Contributing Guide
Chen Yang
2025-05-10
Source:vignettes/09-contributing-guide.Rmd
09-contributing-guide.Rmd
Contributing to mLLMCelltype
Thank you for your interest in contributing to mLLMCelltype! This guide will help you understand how to contribute to the project effectively.
Getting Started
Fork and Clone the Repository
- Fork the mLLMCelltype repository on GitHub
- Clone your fork to your local machine:
- Add the original repository as an upstream remote:
Setting Up the Development Environment
For R package development:
# Install required packages for development
install.packages(c("devtools", "roxygen2", "testthat", "knitr", "rmarkdown"))
# Install the package in development mode
devtools::install_dev("R")
Project Structure
The mLLMCelltype project has the following structure:
mLLMCelltype/
├── R/ # R package source code
│ ├── R/ # R functions
│ ├── man/ # Documentation
│ ├── tests/ # Unit tests
│ ├── vignettes/ # Package vignettes
│ └── DESCRIPTION # Package metadata
├── python/ # Python package source code
├── .github/ # GitHub workflows and templates
├── assets/ # Images and other assets
├── examples/ # Example notebooks and scripts
└── README.md # Project overview
Development Workflow
Creating a New Feature
- Create a new branch for your feature:
- Make your changes to the codebase
- Add and commit your changes:
- Push your changes to your fork:
- Create a pull request from your fork to the main repository
Code Style Guidelines
R Code Style
We follow the tidyverse style guide for R code:
- Use snake_case for variable and function names
- Use spaces around operators and after commas
- Use 2 spaces for indentation
- Limit line length to 80 characters
- Use roxygen2 for documentation
Example of properly formatted R code:
#' Annotate Cell Types
#'
#' This function annotates cell types based on marker genes.
#'
#' @param input A data frame containing marker genes.
#' @param tissue_name The name of the tissue.
#' @param model The LLM model to use.
#' @param api_key The API key for the LLM provider.
#'
#' @return A vector of cell type annotations.
#' @export
annotate_cell_types <- function(input, tissue_name, model, api_key) {
# Function implementation
results <- process_markers(input, top_n = 10)
for (i in seq_along(results)) {
if (is_valid_result(results[i])) {
results[i] <- clean_result(results[i])
}
}
return(results)
}
Testing
We use the testthat package for testing.

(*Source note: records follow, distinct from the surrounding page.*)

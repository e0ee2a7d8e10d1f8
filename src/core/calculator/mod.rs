pub mod hours;
pub mod projection;
use crate::db::adjustments::count_authored;
use crate::db::log::ttlog;
use crate::db::pool::DbPool;
use crate::db::queries::{delete_user, insert_user, list_users, load_user, search_monitors};
use crate::errors::{AppError, AppResult};
use crate::models::actor::Actor;
use crate::models::role::Role;
use crate::models::user::User;
use bcrypt::DEFAULT_COST;

const MIN_PASSWORD_LEN: usize = 6;

/// Registration and lookup of monitors and directors.
pub struct UserLogic;

/// bcrypt hash of the password; the salt is embedded in the result.
pub fn hash_password(password: &str) -> AppResult<String> {
    Ok(bcrypt::hash(password, DEFAULT_COST)?)
}

/// Checks a password against a stored hash.
pub fn verify_password(password: &str, hash: &str) -> AppResult<bool> {
    Ok(bcrypt::verify(password, hash)?)
}

impl UserLogic {
    /// Public registration: the role is always MONITOR.
    pub fn register_monitor(
        pool: &mut DbPool,
        username: &str,
        name: &str,
        password: &str,
    ) -> AppResult<User> {
        Self::create(pool, username, name, password, Role::Monitor)
    }

    /// Directors are provisioned separately from public registration.
    pub fn provision_director(
        pool: &mut DbPool,
        username: &str,
        name: &str,
        password: &str,
    ) -> AppResult<User> {
        Self::create(pool, username, name, password, Role::Director)
    }

    fn create(
        pool: &mut DbPool,
        username: &str,
        name: &str,
        password: &str,
        role: Role,
    ) -> AppResult<User> {
        let username = username.trim();
        let name = name.trim();

        if username.is_empty() {
            return Err(AppError::InvalidInput("username cannot be empty".into()));
        }
        if name.is_empty() {
            return Err(AppError::InvalidInput("name cannot be empty".into()));
        }
        if password.chars().count() < MIN_PASSWORD_LEN {
            return Err(AppError::InvalidInput(format!(
                "password must be at least {} characters",
                MIN_PASSWORD_LEN
            )));
        }

        let hash = hash_password(password)?;
        let id = insert_user(&pool.conn, username, name, &hash, role)?;

        ttlog(
            &pool.conn,
            "register",
            username,
            &format!("Registered {} #{}", role.label().to_lowercase(), id),
        )?;

        Self::get(pool, id)
    }

    pub fn get(pool: &DbPool, id: i64) -> AppResult<User> {
        load_user(&pool.conn, id)?.ok_or(AppError::UserNotFound(id))
    }

    /// Resolve the externally verified caller into an actor.
    pub fn resolve_actor(pool: &DbPool, id: i64) -> AppResult<Actor> {
        let user = Self::get(pool, id)?;
        if !user.is_active {
            return Err(AppError::Forbidden(format!("user {} is inactive", id)));
        }
        Ok(Actor::new(user.id, user.role))
    }

    /// Load a user that must be a monitor (target of adjustments, reports).
    pub fn require_monitor(pool: &DbPool, id: i64) -> AppResult<User> {
        let user = Self::get(pool, id)?;
        if !user.is_monitor() {
            return Err(AppError::InvalidMonitor(id));
        }
        Ok(user)
    }

    pub fn list(pool: &DbPool, role: Option<Role>) -> AppResult<Vec<User>> {
        list_users(&pool.conn, role)
    }

    pub fn monitors(pool: &DbPool) -> AppResult<Vec<User>> {
        list_users(&pool.conn, Some(Role::Monitor))
    }

    pub fn search_monitors(pool: &DbPool, actor: &Actor, query: &str) -> AppResult<Vec<User>> {
        actor.require_director()?;
        search_monitors(&pool.conn, query)
    }

    /// Admin override: removes the user with slots, attendance and adjustments.
/// Directors who booked adjustments are kept until those are deleted.
    pub fn delete(pool: &mut DbPool, actor: &Actor, id: i64) -> AppResult<()> {
        actor.require_director()?;
        if actor.id == id {
            return Err(AppError::Forbidden("directors cannot delete their own account".into()));
        }

        let user = Self::get(pool, id)?;
        let count = count_authored(&pool.conn, id)?;
        if count > 0 {
            return Err(AppError::HasAuthoredAdjustments { user: id, count });
        }
        delete_user(&pool.conn, id)?;

        crate::db::log::audit(
            &pool.conn,
            actor.id,
            "user_delete",
            &user.username,
            &format!("Deleted user #{}", id),
        )?;
        Ok(())
    }
}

Tests should be placed in
the R/tests/testthat/
directory.
To run tests:
devtools::test()
Example test file (test-annotate_cell_types.R
):
context("Cell type annotation")
test_that("annotate_cell_types returns expected format", {
# Setup test data
test_markers <- data.frame(
cluster = c(0, 0, 1, 1),
gene = c("CD3D", "CD3E", "CD19", "MS4A1"),
avg_log2FC = c(2.5, 2.3, 3.1, 2.8),
p_val_adj = c(0.001, 0.002, 0.001, 0.003)
)
# Mock the API response
mockery::stub(
annotate_cell_types,
"get_model_response",
function(...) c("T cells", "B cells")
)
# Run the function
result <- annotate_cell_types(
input = test_markers,
tissue_name = "test tissue",
model = "test-model",
api_key = "test-key"
)
# Assertions
expect_is(result, "character")
expect_length(result, 2)
expect_equal(result, c("T cells", "B cells"))
})
Contributing Areas
Adding Support for New LLM Models
To add support for a new LLM model:
- Identify the model provider and API endpoint
- Create a new processing function in
R/R/process_[provider].R
- Update the
get_provider()
function inR/R/get_provider.R
- Add the model to the supported models list
- Create tests for the new model
- Update documentation
Example of adding a new model:
# In process_newprovider.R
process_newprovider <- function(prompt, api_key) {
# Implementation for the new provider
url <- "https://api.newprovider.com/v1/completions"
headers <- c(
"Content-Type" = "application/json",
"Authorization" = paste("Bearer", api_key)
)
body <- list(
model = "newprovider-model",
prompt = prompt,
max_tokens = 1000,
temperature = 0.1
)
# Make API request using httr
response <- httr::POST(
url = url,
httr::add_headers(.headers = headers),
body = jsonlite::toJSON(body, auto_unbox = TRUE),
encode = "json"
)
# Check for HTTP errors
httr::stop_for_status(response)
# Parse the response
content <- httr::content(response, "text", encoding = "UTF-8")
parsed_response <- jsonlite::fromJSON(content)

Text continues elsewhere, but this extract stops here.